What you are asked to do –
Among the lines of the records below, count those with the word "anyhow". Reply with that number alone.

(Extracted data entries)

::::::

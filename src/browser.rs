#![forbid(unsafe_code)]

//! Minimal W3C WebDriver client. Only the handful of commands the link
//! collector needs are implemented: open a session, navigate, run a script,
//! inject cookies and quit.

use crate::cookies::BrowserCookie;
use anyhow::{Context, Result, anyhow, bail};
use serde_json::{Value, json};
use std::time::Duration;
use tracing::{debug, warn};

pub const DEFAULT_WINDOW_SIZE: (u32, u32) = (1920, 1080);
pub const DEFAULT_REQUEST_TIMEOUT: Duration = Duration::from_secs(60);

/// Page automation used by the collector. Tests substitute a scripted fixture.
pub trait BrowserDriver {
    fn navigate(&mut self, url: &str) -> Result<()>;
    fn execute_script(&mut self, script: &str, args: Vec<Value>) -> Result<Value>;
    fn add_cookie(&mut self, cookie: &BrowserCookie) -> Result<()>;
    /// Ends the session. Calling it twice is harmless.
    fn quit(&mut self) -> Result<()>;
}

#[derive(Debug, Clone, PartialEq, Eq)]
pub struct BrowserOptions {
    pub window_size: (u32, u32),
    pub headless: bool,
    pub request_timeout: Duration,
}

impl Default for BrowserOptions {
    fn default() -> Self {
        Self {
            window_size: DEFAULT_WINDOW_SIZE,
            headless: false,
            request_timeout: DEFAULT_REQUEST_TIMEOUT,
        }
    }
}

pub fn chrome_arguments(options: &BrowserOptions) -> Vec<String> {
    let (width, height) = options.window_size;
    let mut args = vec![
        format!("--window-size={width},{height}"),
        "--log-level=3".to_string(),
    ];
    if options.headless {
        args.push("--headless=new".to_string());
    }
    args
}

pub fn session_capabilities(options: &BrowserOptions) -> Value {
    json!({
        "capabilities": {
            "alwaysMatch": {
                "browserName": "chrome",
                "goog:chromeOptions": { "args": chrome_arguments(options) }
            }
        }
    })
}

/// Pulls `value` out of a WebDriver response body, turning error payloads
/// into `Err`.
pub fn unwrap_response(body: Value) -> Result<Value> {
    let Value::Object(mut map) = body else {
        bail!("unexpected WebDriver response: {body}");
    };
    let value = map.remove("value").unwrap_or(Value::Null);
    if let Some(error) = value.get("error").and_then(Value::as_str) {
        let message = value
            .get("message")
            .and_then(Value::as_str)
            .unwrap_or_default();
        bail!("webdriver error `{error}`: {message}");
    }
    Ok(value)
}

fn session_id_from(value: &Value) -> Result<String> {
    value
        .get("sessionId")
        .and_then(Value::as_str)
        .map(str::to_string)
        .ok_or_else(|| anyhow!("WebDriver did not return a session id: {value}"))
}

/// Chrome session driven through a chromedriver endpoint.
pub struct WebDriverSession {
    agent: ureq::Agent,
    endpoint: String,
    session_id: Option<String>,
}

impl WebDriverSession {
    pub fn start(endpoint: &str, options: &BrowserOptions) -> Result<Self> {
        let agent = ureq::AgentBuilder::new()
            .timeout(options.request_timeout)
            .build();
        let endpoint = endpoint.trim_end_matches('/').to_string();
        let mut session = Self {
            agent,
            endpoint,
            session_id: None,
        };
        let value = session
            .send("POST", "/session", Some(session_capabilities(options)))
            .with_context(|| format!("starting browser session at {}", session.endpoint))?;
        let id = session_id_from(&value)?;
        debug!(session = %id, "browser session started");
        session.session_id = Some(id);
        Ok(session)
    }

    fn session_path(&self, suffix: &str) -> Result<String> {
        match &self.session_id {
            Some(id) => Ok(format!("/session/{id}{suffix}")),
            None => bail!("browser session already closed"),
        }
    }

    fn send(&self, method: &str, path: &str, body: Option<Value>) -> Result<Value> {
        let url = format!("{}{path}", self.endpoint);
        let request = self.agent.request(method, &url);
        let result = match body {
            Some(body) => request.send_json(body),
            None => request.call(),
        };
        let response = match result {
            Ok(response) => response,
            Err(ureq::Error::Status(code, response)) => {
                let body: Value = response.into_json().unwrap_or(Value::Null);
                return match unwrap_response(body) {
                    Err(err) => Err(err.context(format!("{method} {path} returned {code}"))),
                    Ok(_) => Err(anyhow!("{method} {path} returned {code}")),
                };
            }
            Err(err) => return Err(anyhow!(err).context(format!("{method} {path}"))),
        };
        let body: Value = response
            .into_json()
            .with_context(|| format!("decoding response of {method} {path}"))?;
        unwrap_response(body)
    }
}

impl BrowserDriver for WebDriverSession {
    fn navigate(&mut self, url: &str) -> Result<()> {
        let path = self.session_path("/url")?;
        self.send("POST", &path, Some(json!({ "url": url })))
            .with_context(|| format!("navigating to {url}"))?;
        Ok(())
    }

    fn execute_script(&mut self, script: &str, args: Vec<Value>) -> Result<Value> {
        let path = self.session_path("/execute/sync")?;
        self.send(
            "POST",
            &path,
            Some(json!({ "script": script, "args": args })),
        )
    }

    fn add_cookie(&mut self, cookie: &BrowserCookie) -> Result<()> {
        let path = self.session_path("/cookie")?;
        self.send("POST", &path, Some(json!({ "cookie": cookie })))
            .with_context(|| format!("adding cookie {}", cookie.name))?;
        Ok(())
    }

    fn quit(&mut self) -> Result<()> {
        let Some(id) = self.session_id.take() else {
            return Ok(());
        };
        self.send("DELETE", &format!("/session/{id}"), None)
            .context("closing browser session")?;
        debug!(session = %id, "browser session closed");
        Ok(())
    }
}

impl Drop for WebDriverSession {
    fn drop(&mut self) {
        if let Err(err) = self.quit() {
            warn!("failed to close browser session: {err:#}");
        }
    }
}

::::::

Result below –
4